Stored Procedure with Output Parameter

An example of output parameter is:

Create Proc spGetEmployeeCount

@LastName int

@EmployeeCount Output

As

Begin

Select @EmployeeCount =Count(*) from emp where LastName = @LastName

End

Executing Stored Procedure with Output Parameter:

To execute the stored procedures with output parameters, it is very important to declare the output variable first. To declare the output variable, use the following command:

Declare @OutputVariableName Datatype

Exec Storedprocedurename Input parameter, Output Parameter Out|Output

Print@OutputVariableName

e.g.

Declare @TotalCount Int

Exec spGetEmployeeCount @LastName = “Male”, @TotalCount Out

Print@TotalCount

Benefits of Stored procedures:

  1. The execution plan can be reused

When a normal statement is executed, the path like first few columns are selected, then refined through where clause and then ordered. This is called a kind of execution plan. So, we can save time through stored procedures.

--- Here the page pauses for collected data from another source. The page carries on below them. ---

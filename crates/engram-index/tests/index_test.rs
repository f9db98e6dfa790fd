//! Integration tests: event rows, filters, mappings, sessions.

use chrono::{Duration, Utc};
use engram_core::{
    EngramError, Event, EventType, NewEvent, OrderBy, OrderDirection, QueryFilters, Session,
};
use engram_index::RelationalIndex;

fn make_event(content: &str, session_id: &str) -> Event {
    Event::assign_id(NewEvent::new(EventType::CodeWrite, content, session_id))
}

#[test]
fn insert_and_get_roundtrip() {
    let index = RelationalIndex::open_in_memory().unwrap();
    let event = make_event("function sum(a,b){return a+b;}", "s1");

    index.insert_memory(&event).unwrap();
    let got = index.get_by_id(&event.id).unwrap().expect("row should exist");

    assert_eq!(got.id, event.id);
    assert_eq!(got.event_type, EventType::CodeWrite);
    assert_eq!(got.content, event.content);
    assert_eq!(got.session_id, "s1");
}

#[test]
fn duplicate_id_is_conflict() {
    let index = RelationalIndex::open_in_memory().unwrap();
    let event = make_event("dup", "s1");

    index.insert_memory(&event).unwrap();
    let err = index.insert_memory(&event).unwrap_err();
    assert!(matches!(err, EngramError::Conflict { .. }), "got {err:?}");
}

#[test]
fn batch_insert_is_atomic() {
    let index = RelationalIndex::open_in_memory().unwrap();
    let a = make_event("a", "s1");
    let b = make_event("b", "s1");
    let mut dup = make_event("dup of a", "s1");
    dup.id = a.id.clone();

    let err = index.insert_memories_batch(&[a, b, dup]).unwrap_err();
    assert!(matches!(err, EngramError::Conflict { .. }));

    // Nothing from the failed batch landed.
    assert_eq!(index.count("memories").unwrap(), 0);
}

#[test]
fn filter_by_session_ordered_desc_with_limit() {
    let index = RelationalIndex::open_in_memory().unwrap();
    let base = Utc::now();
    for i in 0..5 {
        let mut event = make_event(&format!("event {i}"), "s1");
        event.timestamp = base + Duration::seconds(i);
        index.insert_memory(&event).unwrap();
    }
    // Another session that must not leak in.
    index.insert_memory(&make_event("other", "s2")).unwrap();

    let filters = QueryFilters {
        session_id: Some("s1".to_string()),
        limit: Some(3),
        order_by: Some(OrderBy::Timestamp),
        order_direction: Some(OrderDirection::Desc),
        ..Default::default()
    };
    let got = index.filter(&filters).unwrap();

    assert_eq!(got.len(), 3);
    assert_eq!(got[0].content, "event 4");
    assert_eq!(got[1].content, "event 3");
    assert_eq!(got[2].content, "event 2");
}

#[test]
fn filter_by_type_and_time_range() {
    let index = RelationalIndex::open_in_memory().unwrap();
    let base = Utc::now();

    let mut old = make_event("old", "s1");
    old.timestamp = base - Duration::hours(2);
    index.insert_memory(&old).unwrap();

    let mut recent = make_event("recent", "s1");
    recent.timestamp = base;
    index.insert_memory(&recent).unwrap();

    let mut prompt = Event::assign_id(NewEvent::new(EventType::UserPrompt, "hi", "s1"));
    prompt.timestamp = base;
    index.insert_memory(&prompt).unwrap();

    let filters = QueryFilters {
        event_type: Some(EventType::CodeWrite),
        start_time: Some(base - Duration::hours(1)),
        ..Default::default()
    };
    let got = index.filter(&filters).unwrap();
    assert_eq!(got.len(), 1);
    assert_eq!(got[0].content, "recent");
}

#[test]
fn get_by_ids_preserves_order() {
    let index = RelationalIndex::open_in_memory().unwrap();
    let a = make_event("a", "s1");
    let b = make_event("b", "s1");
    let c = make_event("c", "s1");
    for e in [&a, &b, &c] {
        index.insert_memory(e).unwrap();
    }

    let ids = vec![c.id.clone(), "missing".to_string(), a.id.clone()];
    let got = index.get_by_ids(&ids).unwrap();
    assert_eq!(got.len(), 2);
    assert_eq!(got[0].id, c.id);
    assert_eq!(got[1].id, a.id);
}

#[test]
fn vector_mapping_roundtrip() {
    let index = RelationalIndex::open_in_memory().unwrap();
    index
        .upsert_vector_mapping("mem-1", "vec-1", "test-model", "hash-1")
        .unwrap();
    index
        .upsert_vector_mapping("mem-2", "vec-2", "test-model", "hash-2")
        .unwrap();

    let resolved = index
        .memory_ids_for_vectors(&[
            "vec-2".to_string(),
            "vec-unknown".to_string(),
            "vec-1".to_string(),
        ])
        .unwrap();
    assert_eq!(
        resolved,
        vec![Some("mem-2".to_string()), None, Some("mem-1".to_string())]
    );
    assert_eq!(
        index.vector_id_for_memory("mem-1").unwrap(),
        Some("vec-1".to_string())
    );
}

#[test]
fn content_hash_lookup_scopes_by_model() {
    let index = RelationalIndex::open_in_memory().unwrap();
    index
        .upsert_vector_mapping("mem-1", "vec-1", "model-a", "shared-hash")
        .unwrap();

    assert_eq!(
        index
            .vector_id_for_content_hash("shared-hash", "model-a")
            .unwrap(),
        Some("vec-1".to_string())
    );
    // Same content under a different model must re-embed.
    assert_eq!(
        index
            .vector_id_for_content_hash("shared-hash", "model-b")
            .unwrap(),
        None
    );
    assert_eq!(
        index
            .vector_id_for_content_hash("unseen-hash", "model-a")
            .unwrap(),
        None
    );
}

#[test]
fn session_mirror_and_rehydration() {
    let index = RelationalIndex::open_in_memory().unwrap();
    let mut session = Session::new("session_1_aaaa", "ws1");
    index.upsert_session(&session).unwrap();

    let active = index.active_sessions().unwrap();
    assert_eq!(active.len(), 1);
    assert_eq!(active[0].workspace_id, "ws1");

    session.end();
    index.upsert_session(&session).unwrap();
    assert!(index.active_sessions().unwrap().is_empty());

    let got = index.get_session("session_1_aaaa").unwrap().unwrap();
    assert!(!got.is_active);
    assert!(got.end_time.is_some());
}

#[test]
fn statistics_aggregate() {
    let index = RelationalIndex::open_in_memory().unwrap();
    index.insert_memory(&make_event("abcd", "s1")).unwrap();
    index.insert_memory(&make_event("efgh", "s1")).unwrap();
    index
        .insert_memory(&Event::assign_id(NewEvent::new(
            EventType::UserPrompt,
            "hello",
            "s1",
        )))
        .unwrap();

    let stats = index.statistics().unwrap();
    assert_eq!(stats.total_memories, 3);
    assert_eq!(stats.total_size, 13);
    assert_eq!(stats.by_type.get("code_write"), Some(&2));
    assert_eq!(stats.by_type.get("user_prompt"), Some(&1));
    assert!(stats.oldest.is_some());
    assert!(stats.newest.is_some());
}

#[test]
fn transaction_rolls_back_on_error() {
    let index = RelationalIndex::open_in_memory().unwrap();
    let result: Result<(), _> = index.transaction(|tx| {
        let params: &[&dyn rusqlite::ToSql] = &[&"ws", &"main", &"abc123"];
        tx.run(
            "INSERT INTO git_states (workspace_id, branch, commit_hash) VALUES (?1, ?2, ?3)",
            params,
        )?;
        Err(EngramError::internal("forced rollback"))
    });
    assert!(result.is_err());
    assert_eq!(index.count("git_states").unwrap(), 0);
}

#[test]
fn file_backed_persistence() {
    let dir = tempfile::tempdir().unwrap();
    let path = dir.path().join("index.db");
    let event = make_event("persisted", "s1");

    {
        let index = RelationalIndex::open(&path, 2, 5_000).unwrap();
        index.insert_memory(&event).unwrap();
    }

    let index = RelationalIndex::open(&path, 2, 5_000).unwrap();
    let got = index.get_by_id(&event.id).unwrap().unwrap();
    assert_eq!(got.content, "persisted");
}

#[test]
fn closed_index_rejects_operations() {
    let index = RelationalIndex::open_in_memory().unwrap();
    index.close();
    let err = index.get_by_id("any").unwrap_err();
    assert!(matches!(err, EngramError::Closed));
}
//! Monitor config validation, rejected at construction.

use engram_core::config::monitor_config::{MonitorConfig, ThresholdBand};
use engram_core::{EngramError, EngramResult};

/// Validate thresholds and interval. Every resource band must be present,
/// each value inside [0, 1], strictly ordered warning < critical <
/// emergency, and the interval must not be negative.
pub fn validate_config(config: &MonitorConfig) -> EngramResult<()> {
    if config.monitoring_interval_ms < 0 {
        return Err(EngramError::validation(
            "monitoring_interval",
            format!("must not be negative, got {}", config.monitoring_interval_ms),
        ));
    }

    let bands = [
        ("memory", config.thresholds.memory),
        ("cpu", config.thresholds.cpu),
        ("disk", config.thresholds.disk),
        ("file_descriptors", config.thresholds.file_descriptors),
    ];
    for (resource, band) in bands {
        let Some(band) = band else {
            return Err(EngramError::validation(
                "thresholds",
                format!("missing band for {resource}"),
            ));
        };
        validate_band(resource, &band)?;
    }
    Ok(())
}

fn validate_band(resource: &str, band: &ThresholdBand) -> EngramResult<()> {
    for (name, value) in [
        ("warning", band.warning),
        ("critical", band.critical),
        ("emergency", band.emergency),
    ] {
        if !(0.0..=1.0).contains(&value) {
            return Err(EngramError::validation(
                "thresholds",
                format!("{resource}.{name} must be in [0, 1], got {value}"),
            ));
        }
    }
    if !(band.warning < band.critical && band.critical < band.emergency) {
        return Err(EngramError::validation(
            "thresholds",
            format!("{resource} bands must satisfy warning < critical < emergency"),
        ));
    }
    Ok(())
}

e.g. Select name, gender from Emp

when id IN(12, 14, 15)

order by name

A normal statement if executed with different parameters, use different execution path. However Stored procedures uses the same execution path even with different variable values.

2. Reduced Network Traffic

Since Stored procedures allows code re-usability, the sql instructions takes less time and space while utilizing network bandwidth. Thus network traffic is reduced.

3. Easy Maintainability using Stored Procedures

Maintenance becomes easy. A change in stored procedure is easy rather than finding similar statements at various places and then modifying the code.

4. Code Re-usability

The instruction that will be required again and again need not to be typed again. We just have to create a stored procedure with that statement and this will help us in reusing the code in less time and space.

5. Better Security

The database can be huge and we don’t want everyone to give access to every user in the network. So, build procedures on the specific table to which the user wants access. This way we will be able to provide better security.

6. Avoid SQL Injection Attack

Stored procedures also helps in avoiding SQL injection attacks. To know more about SQL injection attacks, go to the link.

Learn basics of SQL here

String Functions in SQL

  1. Left function:

This string function in sql returns integer values from the left.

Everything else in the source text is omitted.